Task brief:
Go through the following data and transcribe exactly the stretch of lines from the one holding "use std::sync::Arc;" to the one holding "if let Some(value)", both included.
++++ Dataset records
use super::runner::{run_to_file, CommandLog};
use super::traits::{AnalysisRequest, RegionAnalyzer};
use super::{Tool, Toolchain};
use crate::core::config::AnalysisConfig;
use crate::{RegionplexError, Result};
use std::path::PathBuf;
use std::process::Command;
use std::sync::Arc;

/// Per-region editing quantification with CRISPResso.
pub struct Crispresso {
    binary: PathBuf,
    options: AnalysisConfig,
    log: Arc<CommandLog>,
}

impl Crispresso {
    pub fn new(toolchain: &Toolchain, options: AnalysisConfig, log: Arc<CommandLog>) -> Result<Self> {
        Ok(Self {
            binary: toolchain.path(Tool::Crispresso)?.to_path_buf(),
            options,
            log,
        })
    }

    pub fn command(&self, request: &AnalysisRequest) -> Command {
        let mut cmd = Command::new(&self.binary);
        cmd.arg("-r1")
            .arg(&request.reads)
            .arg("-a")
            .arg(&request.amplicon_sequence)
            .arg("-o")
            .arg(&request.output_dir);

        let optional = [
            ("-g", &request.guide),
            ("-e", &request.expected_hdr),
            ("-c", &request.coding_sequence),
        ];
        for (flag, value) in optional {
            if let Some(value) = value.as_deref().filter(|v| !v.is_empty()) {
                cmd.arg(flag).arg(value);
            }
        }

        let o = &self.options;
        cmd.arg("--min_average_read_quality")
            .arg(o.min_average_read_quality.to_string())
            .arg("--min_single_bp_quality")
            .arg(o.min_single_bp_quality.to_string())
            .arg("--min_identity_score")
            .arg(o.min_identity_score.to_string())
            .arg("-w")
            .arg(o.window_around_sgrna.to_string())
            .arg("--exclude_bp_from_left")
            .arg(o.exclude_bp_from_left.to_string())
            .arg("--exclude_bp_from_right")
            .arg(o.exclude_bp_from_right.to_string())
            .arg("--hdr_perfect_alignment_threshold")
            .arg(o.hdr_perfect_alignment_threshold.to_string())
            .arg("--needle_options_string")
            .arg(&o.needle_options);
        if o.keep_intermediate {
            cmd.arg("--keep_intermediate");
        }
        if o.save_also_png {
            cmd.arg("--save_also_png");
        }
        cmd
    }
}

impl RegionAnalyzer for Crispresso {
    fn name(&self) -> &str {
        "CRISPResso"
    }

    fn analyze(&self, request: &AnalysisRequest) -> Result<()> {
        let mut cmd = self.command(request);
        run_to_file(self.name(), &mut cmd, &self.log, &request.log_path).map_err(|e| {
            RegionplexError::RegionAnalysis {
                region: request.region.clone(),
                message: e.to_string(),
            }
        })
    }
}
++++++++
Exercise output:
use std::sync::Arc;

/// Per-region editing quantification with CRISPResso.
pub struct Crispresso {
    binary: PathBuf,
    options: AnalysisConfig,
    log: Arc<CommandLog>,
}

impl Crispresso {
    pub fn new(toolchain: &Toolchain, options: AnalysisConfig, log: Arc<CommandLog>) -> Result<Self> {
        Ok(Self {
            binary: toolchain.path(Tool::Crispresso)?.to_path_buf(),
            options,
            log,
        })
    }

    pub fn command(&self, request: &AnalysisRequest) -> Command {
        let mut cmd = Command::new(&self.binary);
        cmd.arg("-r1")
            .arg(&request.reads)
            .arg("-a")
            .arg(&request.amplicon_sequence)
            .arg("-o")
            .arg(&request.output_dir);

        let optional = [
            ("-g", &request.guide),
            ("-e", &request.expected_hdr),
            ("-c", &request.coding_sequence),
        ];
        for (flag, value) in optional {
            if let Some(value) = value.as_deref().filter(|v| !v.is_empty()) {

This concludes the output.